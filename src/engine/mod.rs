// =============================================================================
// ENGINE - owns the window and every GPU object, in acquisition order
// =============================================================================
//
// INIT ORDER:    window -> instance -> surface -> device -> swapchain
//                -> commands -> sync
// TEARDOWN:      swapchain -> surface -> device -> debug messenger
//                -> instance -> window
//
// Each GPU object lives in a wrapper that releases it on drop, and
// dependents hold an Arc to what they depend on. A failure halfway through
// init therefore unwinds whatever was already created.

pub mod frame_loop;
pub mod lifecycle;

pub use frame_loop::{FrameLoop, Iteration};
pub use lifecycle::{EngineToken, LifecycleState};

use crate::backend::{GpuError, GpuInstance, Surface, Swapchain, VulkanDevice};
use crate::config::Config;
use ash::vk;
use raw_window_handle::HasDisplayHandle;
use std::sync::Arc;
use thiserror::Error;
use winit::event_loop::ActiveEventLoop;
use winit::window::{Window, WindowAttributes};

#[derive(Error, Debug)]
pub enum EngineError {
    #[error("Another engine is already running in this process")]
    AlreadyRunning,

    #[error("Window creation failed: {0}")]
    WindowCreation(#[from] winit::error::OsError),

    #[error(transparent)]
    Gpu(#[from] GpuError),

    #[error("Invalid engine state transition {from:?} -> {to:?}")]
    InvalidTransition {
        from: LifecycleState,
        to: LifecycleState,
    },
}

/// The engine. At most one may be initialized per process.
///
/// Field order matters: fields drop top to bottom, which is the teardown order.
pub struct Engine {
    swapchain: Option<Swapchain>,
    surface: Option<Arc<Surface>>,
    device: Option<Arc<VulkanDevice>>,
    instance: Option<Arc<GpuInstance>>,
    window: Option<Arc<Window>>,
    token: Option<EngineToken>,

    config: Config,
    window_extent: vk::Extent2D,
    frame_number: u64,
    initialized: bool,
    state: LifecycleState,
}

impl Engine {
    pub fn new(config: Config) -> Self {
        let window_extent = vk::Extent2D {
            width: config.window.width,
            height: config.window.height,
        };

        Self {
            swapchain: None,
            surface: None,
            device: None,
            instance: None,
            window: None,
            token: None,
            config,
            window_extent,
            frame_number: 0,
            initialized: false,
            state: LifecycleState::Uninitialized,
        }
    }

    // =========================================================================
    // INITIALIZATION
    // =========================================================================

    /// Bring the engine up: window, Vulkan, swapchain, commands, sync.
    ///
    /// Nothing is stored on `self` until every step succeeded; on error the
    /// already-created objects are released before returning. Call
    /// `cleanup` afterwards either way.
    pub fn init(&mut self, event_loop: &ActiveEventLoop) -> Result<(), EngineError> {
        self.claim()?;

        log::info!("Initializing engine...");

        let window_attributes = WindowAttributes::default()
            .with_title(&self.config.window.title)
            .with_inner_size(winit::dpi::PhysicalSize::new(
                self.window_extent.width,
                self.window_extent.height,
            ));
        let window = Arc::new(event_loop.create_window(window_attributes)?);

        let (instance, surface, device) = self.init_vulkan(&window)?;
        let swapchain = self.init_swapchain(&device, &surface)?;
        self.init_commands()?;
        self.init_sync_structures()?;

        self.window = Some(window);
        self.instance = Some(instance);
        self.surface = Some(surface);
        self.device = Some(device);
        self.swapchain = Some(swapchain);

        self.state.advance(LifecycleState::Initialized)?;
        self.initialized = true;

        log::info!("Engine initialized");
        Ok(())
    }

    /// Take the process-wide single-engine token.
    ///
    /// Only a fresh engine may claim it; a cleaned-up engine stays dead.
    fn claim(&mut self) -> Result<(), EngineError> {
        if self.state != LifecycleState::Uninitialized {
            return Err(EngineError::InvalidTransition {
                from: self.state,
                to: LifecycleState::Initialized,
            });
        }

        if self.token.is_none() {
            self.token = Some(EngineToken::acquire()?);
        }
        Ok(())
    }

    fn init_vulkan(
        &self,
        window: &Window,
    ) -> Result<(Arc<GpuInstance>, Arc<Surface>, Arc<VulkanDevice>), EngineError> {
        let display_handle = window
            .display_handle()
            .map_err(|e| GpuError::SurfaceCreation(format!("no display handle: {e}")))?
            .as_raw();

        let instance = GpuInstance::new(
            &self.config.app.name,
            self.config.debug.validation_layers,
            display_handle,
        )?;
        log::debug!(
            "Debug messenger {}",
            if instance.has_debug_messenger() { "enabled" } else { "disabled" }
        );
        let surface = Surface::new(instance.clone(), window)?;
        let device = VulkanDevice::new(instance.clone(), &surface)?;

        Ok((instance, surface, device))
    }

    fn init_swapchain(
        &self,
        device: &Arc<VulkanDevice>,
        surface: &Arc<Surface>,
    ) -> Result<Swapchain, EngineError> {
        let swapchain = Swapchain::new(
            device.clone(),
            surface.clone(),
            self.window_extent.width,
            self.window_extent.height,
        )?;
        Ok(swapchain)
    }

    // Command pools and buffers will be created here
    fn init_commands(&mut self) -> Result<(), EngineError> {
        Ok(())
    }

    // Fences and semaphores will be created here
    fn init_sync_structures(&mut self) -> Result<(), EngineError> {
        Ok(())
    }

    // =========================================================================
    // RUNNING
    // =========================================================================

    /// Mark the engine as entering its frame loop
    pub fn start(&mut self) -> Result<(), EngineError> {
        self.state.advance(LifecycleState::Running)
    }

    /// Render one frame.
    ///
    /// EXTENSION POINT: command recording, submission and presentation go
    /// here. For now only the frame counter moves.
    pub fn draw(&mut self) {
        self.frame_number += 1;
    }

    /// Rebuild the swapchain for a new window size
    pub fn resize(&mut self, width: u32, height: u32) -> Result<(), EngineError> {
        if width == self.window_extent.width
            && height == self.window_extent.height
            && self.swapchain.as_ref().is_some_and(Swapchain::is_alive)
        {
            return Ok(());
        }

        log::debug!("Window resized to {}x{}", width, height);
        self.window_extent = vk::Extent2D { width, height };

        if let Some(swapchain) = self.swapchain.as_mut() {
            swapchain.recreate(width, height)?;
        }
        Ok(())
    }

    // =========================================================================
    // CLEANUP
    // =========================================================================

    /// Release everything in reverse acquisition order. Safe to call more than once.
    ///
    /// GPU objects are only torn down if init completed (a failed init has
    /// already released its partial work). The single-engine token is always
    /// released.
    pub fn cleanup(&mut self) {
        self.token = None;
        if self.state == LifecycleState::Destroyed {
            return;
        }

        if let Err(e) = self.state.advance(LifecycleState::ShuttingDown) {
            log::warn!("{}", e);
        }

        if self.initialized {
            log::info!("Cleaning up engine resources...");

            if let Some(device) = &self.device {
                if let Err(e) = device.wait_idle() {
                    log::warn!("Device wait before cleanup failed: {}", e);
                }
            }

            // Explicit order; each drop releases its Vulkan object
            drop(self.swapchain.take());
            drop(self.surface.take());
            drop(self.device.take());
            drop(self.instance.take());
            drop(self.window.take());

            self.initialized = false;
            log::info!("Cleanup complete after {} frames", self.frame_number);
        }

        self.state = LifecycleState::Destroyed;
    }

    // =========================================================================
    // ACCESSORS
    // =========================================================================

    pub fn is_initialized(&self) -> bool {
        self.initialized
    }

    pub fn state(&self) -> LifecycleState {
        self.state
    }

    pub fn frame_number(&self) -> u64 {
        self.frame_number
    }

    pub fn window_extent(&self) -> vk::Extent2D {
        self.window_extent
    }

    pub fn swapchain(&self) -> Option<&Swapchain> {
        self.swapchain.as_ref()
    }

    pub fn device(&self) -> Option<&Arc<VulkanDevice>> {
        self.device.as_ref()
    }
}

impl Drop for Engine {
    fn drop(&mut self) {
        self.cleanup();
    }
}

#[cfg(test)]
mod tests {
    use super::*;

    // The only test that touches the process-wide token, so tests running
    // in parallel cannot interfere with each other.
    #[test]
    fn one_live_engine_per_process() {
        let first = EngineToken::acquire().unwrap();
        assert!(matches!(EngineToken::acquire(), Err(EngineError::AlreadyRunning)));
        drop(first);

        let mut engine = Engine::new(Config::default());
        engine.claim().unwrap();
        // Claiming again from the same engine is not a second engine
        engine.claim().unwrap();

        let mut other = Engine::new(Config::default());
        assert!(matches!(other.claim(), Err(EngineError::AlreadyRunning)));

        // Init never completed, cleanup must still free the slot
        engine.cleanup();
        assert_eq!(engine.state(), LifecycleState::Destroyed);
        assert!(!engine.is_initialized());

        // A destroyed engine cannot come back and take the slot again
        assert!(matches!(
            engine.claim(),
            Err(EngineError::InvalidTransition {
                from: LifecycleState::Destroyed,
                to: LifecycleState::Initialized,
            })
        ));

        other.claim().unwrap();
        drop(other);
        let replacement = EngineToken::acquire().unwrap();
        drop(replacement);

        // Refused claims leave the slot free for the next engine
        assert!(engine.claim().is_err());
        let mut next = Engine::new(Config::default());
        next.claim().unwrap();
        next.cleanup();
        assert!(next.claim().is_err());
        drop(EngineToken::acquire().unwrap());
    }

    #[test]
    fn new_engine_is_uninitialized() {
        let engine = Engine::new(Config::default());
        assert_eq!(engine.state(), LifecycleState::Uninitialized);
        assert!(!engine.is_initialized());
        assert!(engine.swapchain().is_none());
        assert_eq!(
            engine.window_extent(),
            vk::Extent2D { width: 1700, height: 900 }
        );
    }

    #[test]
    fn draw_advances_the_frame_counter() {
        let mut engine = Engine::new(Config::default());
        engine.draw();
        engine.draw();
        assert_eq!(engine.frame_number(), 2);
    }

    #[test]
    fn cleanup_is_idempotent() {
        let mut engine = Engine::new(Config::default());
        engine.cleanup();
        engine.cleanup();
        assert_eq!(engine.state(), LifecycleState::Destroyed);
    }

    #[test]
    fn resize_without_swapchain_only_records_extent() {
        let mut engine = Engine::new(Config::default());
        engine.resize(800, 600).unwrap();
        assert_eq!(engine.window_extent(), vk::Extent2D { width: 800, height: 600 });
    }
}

★ ★ ★ ★ ★ ★ ★

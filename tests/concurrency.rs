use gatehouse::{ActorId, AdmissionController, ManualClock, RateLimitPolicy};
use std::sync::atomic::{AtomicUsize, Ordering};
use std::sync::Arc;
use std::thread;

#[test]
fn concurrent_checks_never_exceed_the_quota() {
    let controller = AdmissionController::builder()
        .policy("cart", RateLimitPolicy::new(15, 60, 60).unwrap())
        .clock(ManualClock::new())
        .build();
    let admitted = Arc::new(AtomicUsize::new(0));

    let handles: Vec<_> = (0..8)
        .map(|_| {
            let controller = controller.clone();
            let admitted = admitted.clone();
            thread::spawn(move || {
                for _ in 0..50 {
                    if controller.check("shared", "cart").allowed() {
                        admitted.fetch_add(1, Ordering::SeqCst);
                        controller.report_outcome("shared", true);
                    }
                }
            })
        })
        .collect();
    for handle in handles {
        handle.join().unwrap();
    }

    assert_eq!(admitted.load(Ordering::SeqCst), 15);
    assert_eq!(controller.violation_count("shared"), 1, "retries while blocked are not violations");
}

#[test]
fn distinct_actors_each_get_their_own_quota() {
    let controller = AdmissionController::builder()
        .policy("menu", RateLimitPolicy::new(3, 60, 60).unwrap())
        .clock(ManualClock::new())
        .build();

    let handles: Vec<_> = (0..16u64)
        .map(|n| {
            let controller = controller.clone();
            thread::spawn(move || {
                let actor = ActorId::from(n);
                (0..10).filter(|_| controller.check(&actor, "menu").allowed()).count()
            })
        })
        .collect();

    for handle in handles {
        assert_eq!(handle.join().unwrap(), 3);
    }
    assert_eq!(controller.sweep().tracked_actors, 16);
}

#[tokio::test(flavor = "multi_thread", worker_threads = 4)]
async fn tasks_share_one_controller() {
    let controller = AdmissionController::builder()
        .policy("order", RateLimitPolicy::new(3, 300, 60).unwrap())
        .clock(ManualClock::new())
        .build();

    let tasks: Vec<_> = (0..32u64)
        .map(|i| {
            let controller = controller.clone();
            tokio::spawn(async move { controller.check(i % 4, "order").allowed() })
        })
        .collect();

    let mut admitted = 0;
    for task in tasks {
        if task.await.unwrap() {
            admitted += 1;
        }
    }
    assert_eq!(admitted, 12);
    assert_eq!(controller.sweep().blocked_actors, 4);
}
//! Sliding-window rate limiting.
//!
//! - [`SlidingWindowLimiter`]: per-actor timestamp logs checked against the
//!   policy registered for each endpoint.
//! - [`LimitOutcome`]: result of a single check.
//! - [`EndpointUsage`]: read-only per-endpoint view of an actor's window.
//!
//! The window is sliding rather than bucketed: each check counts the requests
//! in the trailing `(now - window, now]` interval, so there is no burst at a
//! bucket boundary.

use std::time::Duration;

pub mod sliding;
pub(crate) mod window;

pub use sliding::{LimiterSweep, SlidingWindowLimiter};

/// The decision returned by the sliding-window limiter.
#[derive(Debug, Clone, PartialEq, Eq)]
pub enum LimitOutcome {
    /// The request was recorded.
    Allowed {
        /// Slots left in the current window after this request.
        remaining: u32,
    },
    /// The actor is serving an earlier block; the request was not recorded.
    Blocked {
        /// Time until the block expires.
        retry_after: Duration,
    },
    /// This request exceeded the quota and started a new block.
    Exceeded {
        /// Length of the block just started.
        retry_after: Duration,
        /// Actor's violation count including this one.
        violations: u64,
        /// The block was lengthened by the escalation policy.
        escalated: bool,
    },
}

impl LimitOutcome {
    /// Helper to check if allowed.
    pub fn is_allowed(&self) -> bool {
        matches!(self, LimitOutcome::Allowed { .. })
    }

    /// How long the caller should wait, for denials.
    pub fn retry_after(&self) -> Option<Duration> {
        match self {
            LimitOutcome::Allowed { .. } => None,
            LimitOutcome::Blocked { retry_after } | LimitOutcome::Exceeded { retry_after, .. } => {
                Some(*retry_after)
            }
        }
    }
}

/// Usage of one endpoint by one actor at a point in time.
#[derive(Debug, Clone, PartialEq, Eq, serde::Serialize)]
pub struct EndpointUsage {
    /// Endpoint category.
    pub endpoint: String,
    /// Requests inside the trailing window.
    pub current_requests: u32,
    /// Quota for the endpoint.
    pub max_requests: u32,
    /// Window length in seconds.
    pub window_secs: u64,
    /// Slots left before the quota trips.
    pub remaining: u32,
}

★ ★ ★ ★ ★ ★ ★

Lines holding "Ordering": please count them in the data above and reply with the number alone.

### Your response:
3